───── PROVIDED DATA ─────

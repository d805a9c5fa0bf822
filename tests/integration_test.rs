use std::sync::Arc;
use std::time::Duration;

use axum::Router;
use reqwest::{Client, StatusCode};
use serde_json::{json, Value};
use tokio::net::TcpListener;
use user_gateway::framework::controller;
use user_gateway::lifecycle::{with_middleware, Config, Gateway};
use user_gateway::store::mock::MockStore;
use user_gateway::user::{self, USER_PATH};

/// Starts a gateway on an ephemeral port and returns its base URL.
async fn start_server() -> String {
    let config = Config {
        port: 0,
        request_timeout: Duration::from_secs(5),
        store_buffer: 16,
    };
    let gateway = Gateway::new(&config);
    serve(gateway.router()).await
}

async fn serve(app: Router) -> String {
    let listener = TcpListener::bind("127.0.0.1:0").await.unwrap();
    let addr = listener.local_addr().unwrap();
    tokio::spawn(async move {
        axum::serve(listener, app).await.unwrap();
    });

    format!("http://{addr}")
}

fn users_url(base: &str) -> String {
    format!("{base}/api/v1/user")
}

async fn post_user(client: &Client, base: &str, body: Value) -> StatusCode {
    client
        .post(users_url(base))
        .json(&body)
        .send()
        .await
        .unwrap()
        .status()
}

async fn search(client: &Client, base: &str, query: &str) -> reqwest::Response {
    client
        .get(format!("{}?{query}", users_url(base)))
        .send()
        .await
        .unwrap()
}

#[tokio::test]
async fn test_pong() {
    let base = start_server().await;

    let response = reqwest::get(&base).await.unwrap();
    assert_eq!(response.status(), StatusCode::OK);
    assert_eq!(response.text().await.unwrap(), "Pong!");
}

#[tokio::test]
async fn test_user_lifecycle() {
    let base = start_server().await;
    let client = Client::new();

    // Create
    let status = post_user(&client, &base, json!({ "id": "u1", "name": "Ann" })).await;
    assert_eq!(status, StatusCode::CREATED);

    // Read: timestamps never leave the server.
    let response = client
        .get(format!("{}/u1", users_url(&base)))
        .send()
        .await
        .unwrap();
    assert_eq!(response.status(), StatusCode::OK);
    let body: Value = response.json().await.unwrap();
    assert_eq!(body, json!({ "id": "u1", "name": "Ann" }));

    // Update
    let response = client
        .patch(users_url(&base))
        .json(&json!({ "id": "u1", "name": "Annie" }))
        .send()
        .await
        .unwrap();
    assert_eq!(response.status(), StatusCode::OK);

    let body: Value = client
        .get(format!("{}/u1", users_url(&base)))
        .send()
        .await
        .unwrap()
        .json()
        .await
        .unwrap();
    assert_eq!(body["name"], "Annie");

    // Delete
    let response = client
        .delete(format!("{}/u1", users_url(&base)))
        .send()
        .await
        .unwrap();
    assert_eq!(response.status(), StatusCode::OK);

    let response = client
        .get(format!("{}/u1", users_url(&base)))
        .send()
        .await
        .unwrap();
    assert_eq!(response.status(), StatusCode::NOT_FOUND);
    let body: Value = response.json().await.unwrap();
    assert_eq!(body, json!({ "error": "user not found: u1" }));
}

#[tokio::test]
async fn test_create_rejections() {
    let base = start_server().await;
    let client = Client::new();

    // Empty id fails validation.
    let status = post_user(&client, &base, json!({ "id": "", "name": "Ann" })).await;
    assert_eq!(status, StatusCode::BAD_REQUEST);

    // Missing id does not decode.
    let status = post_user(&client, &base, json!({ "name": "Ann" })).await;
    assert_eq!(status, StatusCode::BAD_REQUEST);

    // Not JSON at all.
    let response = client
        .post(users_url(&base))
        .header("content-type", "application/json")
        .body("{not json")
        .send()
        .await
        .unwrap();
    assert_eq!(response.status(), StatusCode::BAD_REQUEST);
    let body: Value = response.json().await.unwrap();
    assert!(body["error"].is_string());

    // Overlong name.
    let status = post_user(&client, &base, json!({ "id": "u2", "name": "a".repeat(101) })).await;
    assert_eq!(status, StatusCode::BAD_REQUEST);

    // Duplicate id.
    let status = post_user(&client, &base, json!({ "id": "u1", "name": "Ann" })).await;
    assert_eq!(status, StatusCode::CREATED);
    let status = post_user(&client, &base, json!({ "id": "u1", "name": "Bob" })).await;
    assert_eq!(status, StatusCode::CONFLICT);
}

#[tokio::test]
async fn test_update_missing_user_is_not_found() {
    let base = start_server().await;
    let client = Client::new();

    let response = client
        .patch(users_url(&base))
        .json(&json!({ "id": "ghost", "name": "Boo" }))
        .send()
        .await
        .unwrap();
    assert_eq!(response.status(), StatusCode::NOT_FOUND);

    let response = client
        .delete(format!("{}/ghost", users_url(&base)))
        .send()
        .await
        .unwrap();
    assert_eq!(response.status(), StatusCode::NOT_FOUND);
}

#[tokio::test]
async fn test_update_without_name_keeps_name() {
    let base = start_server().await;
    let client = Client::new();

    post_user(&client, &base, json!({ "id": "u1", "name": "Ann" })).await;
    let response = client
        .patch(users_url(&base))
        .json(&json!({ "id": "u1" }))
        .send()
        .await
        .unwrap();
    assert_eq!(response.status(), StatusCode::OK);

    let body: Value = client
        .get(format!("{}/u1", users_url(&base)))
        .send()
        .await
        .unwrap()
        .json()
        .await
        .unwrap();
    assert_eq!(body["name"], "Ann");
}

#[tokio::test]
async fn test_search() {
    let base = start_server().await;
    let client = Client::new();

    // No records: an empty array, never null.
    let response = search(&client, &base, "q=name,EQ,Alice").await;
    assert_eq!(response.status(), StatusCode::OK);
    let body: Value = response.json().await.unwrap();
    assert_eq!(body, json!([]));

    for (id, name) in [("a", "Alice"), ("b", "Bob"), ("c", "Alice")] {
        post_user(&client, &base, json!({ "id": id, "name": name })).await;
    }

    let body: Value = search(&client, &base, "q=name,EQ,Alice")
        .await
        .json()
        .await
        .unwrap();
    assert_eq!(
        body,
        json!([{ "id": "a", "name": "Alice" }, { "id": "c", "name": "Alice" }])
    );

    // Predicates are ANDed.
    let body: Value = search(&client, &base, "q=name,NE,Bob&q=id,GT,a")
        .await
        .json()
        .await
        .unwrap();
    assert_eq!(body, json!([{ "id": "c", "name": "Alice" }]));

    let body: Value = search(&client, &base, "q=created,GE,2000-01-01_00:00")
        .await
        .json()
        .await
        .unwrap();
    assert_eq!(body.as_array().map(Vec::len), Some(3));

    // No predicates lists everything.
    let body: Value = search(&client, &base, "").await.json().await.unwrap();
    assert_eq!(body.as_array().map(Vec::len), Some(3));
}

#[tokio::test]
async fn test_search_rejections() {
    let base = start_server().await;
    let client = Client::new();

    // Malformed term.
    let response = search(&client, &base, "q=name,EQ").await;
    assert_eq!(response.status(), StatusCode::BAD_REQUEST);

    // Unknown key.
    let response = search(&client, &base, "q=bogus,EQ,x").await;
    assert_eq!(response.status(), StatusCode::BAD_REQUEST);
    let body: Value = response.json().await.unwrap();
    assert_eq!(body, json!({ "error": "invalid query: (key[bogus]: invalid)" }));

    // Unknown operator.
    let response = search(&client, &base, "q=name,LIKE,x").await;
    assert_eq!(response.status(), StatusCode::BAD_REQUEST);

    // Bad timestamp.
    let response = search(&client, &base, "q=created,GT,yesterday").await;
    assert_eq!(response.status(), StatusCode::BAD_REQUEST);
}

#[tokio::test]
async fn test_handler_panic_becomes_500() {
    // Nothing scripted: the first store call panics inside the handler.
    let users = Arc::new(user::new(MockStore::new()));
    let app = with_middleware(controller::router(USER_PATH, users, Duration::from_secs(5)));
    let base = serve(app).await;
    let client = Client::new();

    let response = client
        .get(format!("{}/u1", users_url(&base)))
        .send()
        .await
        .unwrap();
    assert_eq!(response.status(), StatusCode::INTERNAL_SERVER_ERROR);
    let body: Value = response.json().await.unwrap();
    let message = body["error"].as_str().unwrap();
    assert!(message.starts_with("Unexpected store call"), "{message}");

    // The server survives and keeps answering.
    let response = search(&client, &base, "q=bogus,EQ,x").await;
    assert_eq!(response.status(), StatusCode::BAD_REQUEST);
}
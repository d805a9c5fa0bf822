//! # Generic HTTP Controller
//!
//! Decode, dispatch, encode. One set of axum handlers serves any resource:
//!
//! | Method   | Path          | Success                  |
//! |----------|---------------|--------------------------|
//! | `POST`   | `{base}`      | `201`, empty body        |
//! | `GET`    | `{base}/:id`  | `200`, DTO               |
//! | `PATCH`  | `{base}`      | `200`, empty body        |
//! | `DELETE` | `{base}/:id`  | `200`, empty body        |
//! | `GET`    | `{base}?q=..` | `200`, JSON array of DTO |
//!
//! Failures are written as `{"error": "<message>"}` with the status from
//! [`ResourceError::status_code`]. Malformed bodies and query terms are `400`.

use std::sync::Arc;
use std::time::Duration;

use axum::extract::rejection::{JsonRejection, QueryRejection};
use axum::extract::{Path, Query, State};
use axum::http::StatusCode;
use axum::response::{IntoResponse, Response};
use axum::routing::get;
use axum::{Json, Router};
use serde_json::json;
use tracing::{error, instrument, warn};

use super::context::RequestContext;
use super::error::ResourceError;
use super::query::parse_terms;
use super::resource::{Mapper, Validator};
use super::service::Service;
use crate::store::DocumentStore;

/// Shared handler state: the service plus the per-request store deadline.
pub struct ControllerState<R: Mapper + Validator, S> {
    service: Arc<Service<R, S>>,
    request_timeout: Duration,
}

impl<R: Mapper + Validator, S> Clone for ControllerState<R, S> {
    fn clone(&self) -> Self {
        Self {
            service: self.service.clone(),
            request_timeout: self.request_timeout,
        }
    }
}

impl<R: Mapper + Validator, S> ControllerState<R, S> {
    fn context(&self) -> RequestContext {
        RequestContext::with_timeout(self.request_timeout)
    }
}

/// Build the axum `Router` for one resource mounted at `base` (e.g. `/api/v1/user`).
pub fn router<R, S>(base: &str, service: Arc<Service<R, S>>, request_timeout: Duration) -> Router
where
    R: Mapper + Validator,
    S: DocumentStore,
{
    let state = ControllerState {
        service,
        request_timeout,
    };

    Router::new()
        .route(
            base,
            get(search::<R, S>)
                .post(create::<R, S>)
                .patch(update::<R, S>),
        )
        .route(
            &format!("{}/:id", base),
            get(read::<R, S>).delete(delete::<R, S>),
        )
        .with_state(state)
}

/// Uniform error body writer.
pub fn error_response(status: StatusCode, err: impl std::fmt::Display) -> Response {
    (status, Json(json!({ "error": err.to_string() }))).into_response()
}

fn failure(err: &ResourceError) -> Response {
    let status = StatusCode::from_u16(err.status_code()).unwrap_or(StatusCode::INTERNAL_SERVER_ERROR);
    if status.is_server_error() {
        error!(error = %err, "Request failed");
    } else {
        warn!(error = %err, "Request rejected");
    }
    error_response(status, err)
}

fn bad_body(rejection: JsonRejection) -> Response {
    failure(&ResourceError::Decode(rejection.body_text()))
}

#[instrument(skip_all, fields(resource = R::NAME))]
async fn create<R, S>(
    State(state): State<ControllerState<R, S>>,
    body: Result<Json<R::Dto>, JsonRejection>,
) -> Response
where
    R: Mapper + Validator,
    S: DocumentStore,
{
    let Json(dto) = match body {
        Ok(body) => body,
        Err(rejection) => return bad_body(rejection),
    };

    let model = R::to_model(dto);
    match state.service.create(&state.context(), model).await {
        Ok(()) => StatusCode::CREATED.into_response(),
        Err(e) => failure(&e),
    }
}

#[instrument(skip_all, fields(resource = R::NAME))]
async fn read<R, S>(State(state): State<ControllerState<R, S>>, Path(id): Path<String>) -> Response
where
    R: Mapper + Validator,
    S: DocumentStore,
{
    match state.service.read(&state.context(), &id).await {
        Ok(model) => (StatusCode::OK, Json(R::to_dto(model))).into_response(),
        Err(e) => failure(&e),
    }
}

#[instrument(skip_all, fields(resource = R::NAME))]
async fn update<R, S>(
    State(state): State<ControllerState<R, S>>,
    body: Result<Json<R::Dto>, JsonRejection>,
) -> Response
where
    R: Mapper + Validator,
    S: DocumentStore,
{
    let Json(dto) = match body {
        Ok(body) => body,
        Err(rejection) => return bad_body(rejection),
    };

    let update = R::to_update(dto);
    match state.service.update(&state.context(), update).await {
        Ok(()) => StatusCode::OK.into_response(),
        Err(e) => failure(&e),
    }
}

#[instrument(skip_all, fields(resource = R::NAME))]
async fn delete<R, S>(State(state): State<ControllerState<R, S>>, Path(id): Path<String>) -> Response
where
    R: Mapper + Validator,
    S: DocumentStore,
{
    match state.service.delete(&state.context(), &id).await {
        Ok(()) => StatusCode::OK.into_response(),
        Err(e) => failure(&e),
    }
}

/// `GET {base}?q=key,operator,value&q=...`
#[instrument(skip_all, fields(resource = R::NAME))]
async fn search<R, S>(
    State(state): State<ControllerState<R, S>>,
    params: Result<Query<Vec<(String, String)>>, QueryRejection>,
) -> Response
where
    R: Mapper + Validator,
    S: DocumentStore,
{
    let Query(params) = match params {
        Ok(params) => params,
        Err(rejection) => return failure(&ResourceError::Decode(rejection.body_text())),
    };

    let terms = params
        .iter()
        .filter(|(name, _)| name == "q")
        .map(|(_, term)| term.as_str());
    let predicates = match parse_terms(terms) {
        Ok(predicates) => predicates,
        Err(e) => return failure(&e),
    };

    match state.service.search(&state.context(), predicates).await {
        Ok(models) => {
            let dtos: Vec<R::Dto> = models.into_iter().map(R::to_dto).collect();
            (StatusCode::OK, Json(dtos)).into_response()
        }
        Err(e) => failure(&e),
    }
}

─────

_PROBLEM STATEMENT_. Go through the entries above and copy each line with "params" in it.

_REPLY_.
    params: Result<Query<Vec<(String, String)>>, QueryRejection>,
    let Query(params) = match params {
        Ok(params) => params,
    let terms = params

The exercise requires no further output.